ReportingThe European Fund and Asset Management Association (Efama) has called on EU supervisors to introduce a transition period for taxonomy-related disclosures in its sustainable finance reporting rules, citing inconsistent reporting standards and concerns over the cost of data.

The Sustainable Finance Disclosure Regulation (SFDR) was introduced in March this year and requires asset managers to provide details on the sustainability credentials of their funds.

Regulatory technical standards (RTS) are due to be adopted by the third quarter and the disclosure requirements are set to go live from January 2022.

However, Efama’s regulatory policy adviser Dominik Hatiar has said that the current schedule “will not allow sufficient time” to meet the January deadline.

“We urge the European Commission to provide for a transitional period in the first year of the taxonomy’s application,” said Hatiar.

Efama was responding to the joint European Supervisory Authorities (ESA) consultation on taxonomy-related sustainability disclosures.

Among the six issues highlighted by the association is the inconsistency between the taxonomy used in the SFDR and that used in other sustainability initiatives such as the portfolio greenness formula in the EU Ecolabel for retail financial products.

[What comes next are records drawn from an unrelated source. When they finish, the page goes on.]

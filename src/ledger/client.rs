// SPDX-License-Identifier: AGPL-3.0-or-later
//
// Copyright (C) 2026 Veilpay

//! Ledger gateway client.
//!
//! The ledger itself is an external collaborator reached through an RPC
//! gateway. This module defines the capability trait the orchestration
//! engine depends on, plus the HTTP implementation used by the server
//! binary.

use std::time::Duration;

use async_trait::async_trait;
use reqwest::Client;
use serde::Deserialize;
use serde_json::json;

use super::types::{FinalityStatus, NetworkReference, TransferShape};

/// Errors that can occur during ledger operations.
#[derive(Debug, thiserror::Error)]
pub enum LedgerError {
    #[error("Invalid gateway URL: {0}")]
    InvalidUrl(String),

    #[error("Invalid address: {0}")]
    InvalidAddress(String),

    #[error("Invalid amount: {0}")]
    InvalidAmount(String),

    #[error("Ledger gateway request failed: {0}")]
    Rpc(String),

    #[error("Ledger gateway response was invalid: {0}")]
    InvalidResponse(String),
}

/// Capability contract for the ledger.
///
/// Every call is a suspension point; none of them mutates engine state.
#[async_trait]
pub trait LedgerClient: Send + Sync {
    /// Spendable balance of an address, in base units.
    async fn get_spendable_balance(&self, address: &str) -> Result<u64, LedgerError>;

    /// Estimated network fee for a transfer of this shape, in base units.
    async fn estimate_fee(&self, transfer: &TransferShape) -> Result<u64, LedgerError>;

    /// A fresh network reference with its validity bound.
    async fn latest_network_reference(&self) -> Result<NetworkReference, LedgerError>;

    /// Block until the transaction finalizes or its validity window
    /// closes. Uses the strongest finality level the ledger offers.
    async fn await_finality(
        &self,
        transaction_id: &str,
        validity_bound: u64,
    ) -> Result<FinalityStatus, LedgerError>;

    /// Total on-chain balance of an address, in base units.
    async fn get_address_balance(&self, address: &str) -> Result<u64, LedgerError>;
}

/// HTTP client for the ledger RPC gateway.
#[derive(Debug, Clone)]
pub struct RpcLedgerClient {
    base_url: String,
    http: Client,
}

#[derive(Debug, Deserialize)]
struct BalanceBody {
    balance: u64,
}

#[derive(Debug, Deserialize)]
struct FeeBody {
    fee: u64,
}

#[derive(Debug, Deserialize)]
struct FinalityBody {
    status: String,
}

impl RpcLedgerClient {
    /// Create a new client for the given gateway base URL.
    pub fn new(base_url: &str) -> Result<Self, LedgerError> {
        let parsed: url::Url = base_url
            .parse()
            .map_err(|e: url::ParseError| LedgerError::InvalidUrl(e.to_string()))?;

        let http = Client::builder()
            .timeout(Duration::from_secs(30))
            .build()
            .map_err(|e| LedgerError::Rpc(format!("failed to build HTTP client: {e}")))?;

        Ok(Self {
            base_url: parsed.to_string().trim_end_matches('/').to_string(),
            http,
        })
    }

    async fn get_json<T: serde::de::DeserializeOwned>(&self, path: &str) -> Result<T, LedgerError> {
        let response = self
            .http
            .get(format!("{}{}", self.base_url, path))
            .send()
            .await
            .map_err(|e| LedgerError::Rpc(e.to_string()))?;

        if !response.status().is_success() {
            let status = response.status();
            let body = response.text().await.unwrap_or_default();
            return Err(LedgerError::Rpc(format!("{status}: {body}")));
        }

        response
            .json::<T>()
            .await
            .map_err(|e| LedgerError::InvalidResponse(e.to_string()))
    }

    async fn post_json<T: serde::de::DeserializeOwned>(
        &self,
        path: &str,
        body: &serde_json::Value,
    ) -> Result<T, LedgerError> {
        let response = self
            .http
            .post(format!("{}{}", self.base_url, path))
            .json(body)
            .send()
            .await
            .map_err(|e| LedgerError::Rpc(e.to_string()))?;

        if !response.status().is_success() {
            let status = response.status();
            let text = response.text().await.unwrap_or_default();
            return Err(LedgerError::Rpc(format!("{status}: {text}")));
        }

        response
            .json::<T>()
            .await
            .map_err(|e| LedgerError::InvalidResponse(e.to_string()))
    }
}

#[async_trait]
impl LedgerClient for RpcLedgerClient {
    async fn get_spendable_balance(&self, address: &str) -> Result<u64, LedgerError> {
        if address.is_empty() {
            return Err(LedgerError::InvalidAddress("empty address".to_string()));
        }
        let body: BalanceBody = self
            .get_json(&format!("/v1/addresses/{address}/spendable"))
            .await?;
        Ok(body.balance)
    }

    async fn estimate_fee(&self, transfer: &TransferShape) -> Result<u64, LedgerError> {
        let payload = serde_json::to_value(transfer)
            .map_err(|e| LedgerError::InvalidResponse(e.to_string()))?;
        let body: FeeBody = self.post_json("/v1/fees/estimate", &payload).await?;
        Ok(body.fee)
    }

    async fn latest_network_reference(&self) -> Result<NetworkReference, LedgerError> {
        self.get_json("/v1/network/reference").await
    }

    async fn await_finality(
        &self,
        transaction_id: &str,
        validity_bound: u64,
    ) -> Result<FinalityStatus, LedgerError> {
        let payload = json!({ "validity_bound": validity_bound });
        let body: FinalityBody = self
            .post_json(
                &format!("/v1/transactions/{transaction_id}/await-finality"),
                &payload,
            )
            .await?;

        match body.status.as_str() {
            "finalized" => Ok(FinalityStatus::Finalized),
            "expired" => Ok(FinalityStatus::Expired),
            other => Err(LedgerError::InvalidResponse(format!(
                "unknown finality status: {other}"
            ))),
        }
    }

    async fn get_address_balance(&self, address: &str) -> Result<u64, LedgerError> {
        if address.is_empty() {
            return Err(LedgerError::InvalidAddress("empty address".to_string()));
        }
        let body: BalanceBody = self
            .get_json(&format!("/v1/addresses/{address}/balance"))
            .await?;
        Ok(body.balance)
    }
}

Under the current timeline, and considering recent taxonomy-related amendments to the SFDR RTS, the technical standards would not be endorsed as a single rulebook, stated Efama.

“On the contrary, it could result in two sets of RTS coming into force at different times, thereby confusing the market,” it stated.

A transitional application of the amendments would limit the amount of paperwork and also provide more clarity for end-investors, argued Efama.

The association also highlighted the concern that the SFDR could adversely affect smaller asset managers because of high data costs. The regulation must avoid becoming an indirect tax that forces firms to buy data from external providers, stated Efama.

“Due to the market concentration amongst ESG data, research and ratings providers, there is a risk for exorbitant fees being charged by taxonomy data providers, leading to increased costs for end-investors.

“Higher costs would be detrimental for smaller asset managers and create barriers to entry for new players,” stated Efama.